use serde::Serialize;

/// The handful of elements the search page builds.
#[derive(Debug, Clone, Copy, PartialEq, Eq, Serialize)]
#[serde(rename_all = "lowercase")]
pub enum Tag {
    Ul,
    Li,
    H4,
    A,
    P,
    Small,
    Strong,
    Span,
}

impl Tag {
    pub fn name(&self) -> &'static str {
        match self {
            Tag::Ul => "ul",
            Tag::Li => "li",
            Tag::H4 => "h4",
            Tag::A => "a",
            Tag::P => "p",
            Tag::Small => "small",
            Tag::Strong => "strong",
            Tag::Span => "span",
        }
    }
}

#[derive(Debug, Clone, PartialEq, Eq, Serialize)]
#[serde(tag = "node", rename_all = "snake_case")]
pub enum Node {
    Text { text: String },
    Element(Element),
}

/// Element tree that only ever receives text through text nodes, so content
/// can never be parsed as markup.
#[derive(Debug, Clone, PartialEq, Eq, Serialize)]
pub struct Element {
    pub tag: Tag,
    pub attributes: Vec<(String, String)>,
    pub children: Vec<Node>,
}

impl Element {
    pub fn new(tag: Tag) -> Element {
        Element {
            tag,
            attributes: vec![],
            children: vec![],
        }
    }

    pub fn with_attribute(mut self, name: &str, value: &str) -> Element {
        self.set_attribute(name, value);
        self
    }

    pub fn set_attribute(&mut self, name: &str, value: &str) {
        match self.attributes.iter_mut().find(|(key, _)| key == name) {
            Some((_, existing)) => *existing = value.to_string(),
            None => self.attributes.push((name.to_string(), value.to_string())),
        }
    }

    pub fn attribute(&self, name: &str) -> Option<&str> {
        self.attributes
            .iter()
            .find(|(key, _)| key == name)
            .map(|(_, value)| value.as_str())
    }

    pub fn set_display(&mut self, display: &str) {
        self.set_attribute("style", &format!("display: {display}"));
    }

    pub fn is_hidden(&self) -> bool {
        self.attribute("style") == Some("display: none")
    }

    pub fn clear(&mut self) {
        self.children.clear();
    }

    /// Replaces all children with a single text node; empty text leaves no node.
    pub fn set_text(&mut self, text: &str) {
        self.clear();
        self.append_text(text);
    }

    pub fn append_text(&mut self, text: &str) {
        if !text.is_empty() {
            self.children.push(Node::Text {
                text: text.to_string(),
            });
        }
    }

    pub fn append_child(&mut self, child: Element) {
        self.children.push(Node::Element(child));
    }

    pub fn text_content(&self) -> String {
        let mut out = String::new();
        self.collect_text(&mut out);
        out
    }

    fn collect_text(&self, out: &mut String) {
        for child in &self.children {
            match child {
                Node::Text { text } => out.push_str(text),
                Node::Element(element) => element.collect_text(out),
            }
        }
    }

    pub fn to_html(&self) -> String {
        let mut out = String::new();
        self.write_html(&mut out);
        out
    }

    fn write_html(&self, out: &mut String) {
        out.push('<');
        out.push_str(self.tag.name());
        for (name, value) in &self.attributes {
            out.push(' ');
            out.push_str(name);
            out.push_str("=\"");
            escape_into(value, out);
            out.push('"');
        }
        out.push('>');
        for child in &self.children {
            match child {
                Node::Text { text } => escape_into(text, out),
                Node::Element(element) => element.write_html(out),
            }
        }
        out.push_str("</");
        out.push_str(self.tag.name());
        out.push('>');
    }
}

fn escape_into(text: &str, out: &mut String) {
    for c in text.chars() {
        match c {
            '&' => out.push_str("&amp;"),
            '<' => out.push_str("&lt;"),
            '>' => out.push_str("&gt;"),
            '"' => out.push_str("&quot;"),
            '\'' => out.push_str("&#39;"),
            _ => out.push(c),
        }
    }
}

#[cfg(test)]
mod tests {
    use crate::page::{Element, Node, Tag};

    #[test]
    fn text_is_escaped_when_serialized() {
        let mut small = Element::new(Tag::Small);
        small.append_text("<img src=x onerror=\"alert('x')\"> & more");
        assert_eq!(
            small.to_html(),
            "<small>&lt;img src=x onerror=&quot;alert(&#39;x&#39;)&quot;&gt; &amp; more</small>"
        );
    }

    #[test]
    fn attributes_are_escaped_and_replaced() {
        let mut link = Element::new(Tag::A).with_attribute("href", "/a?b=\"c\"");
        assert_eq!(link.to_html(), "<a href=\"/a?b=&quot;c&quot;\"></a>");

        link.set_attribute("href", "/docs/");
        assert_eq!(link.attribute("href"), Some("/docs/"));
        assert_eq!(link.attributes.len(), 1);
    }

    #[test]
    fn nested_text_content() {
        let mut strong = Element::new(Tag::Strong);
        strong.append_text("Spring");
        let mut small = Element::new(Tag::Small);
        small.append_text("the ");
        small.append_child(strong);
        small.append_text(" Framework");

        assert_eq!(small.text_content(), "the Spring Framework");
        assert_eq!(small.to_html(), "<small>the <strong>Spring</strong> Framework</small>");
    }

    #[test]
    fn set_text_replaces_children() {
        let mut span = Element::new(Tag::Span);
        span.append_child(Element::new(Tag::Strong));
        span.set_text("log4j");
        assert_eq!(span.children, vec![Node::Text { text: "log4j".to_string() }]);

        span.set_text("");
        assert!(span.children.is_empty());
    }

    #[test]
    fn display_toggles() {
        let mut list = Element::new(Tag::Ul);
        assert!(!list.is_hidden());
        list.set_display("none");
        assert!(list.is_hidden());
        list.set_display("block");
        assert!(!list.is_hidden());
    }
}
┄┄┄┄┄┄
Work request.
Which lines above hold the string "Spring"? Show each of them.

Solution to this problem.
        strong.append_text("Spring");
        assert_eq!(small.text_content(), "the Spring Framework");
        assert_eq!(small.to_html(), "<small>the <strong>Spring</strong> Framework</small>");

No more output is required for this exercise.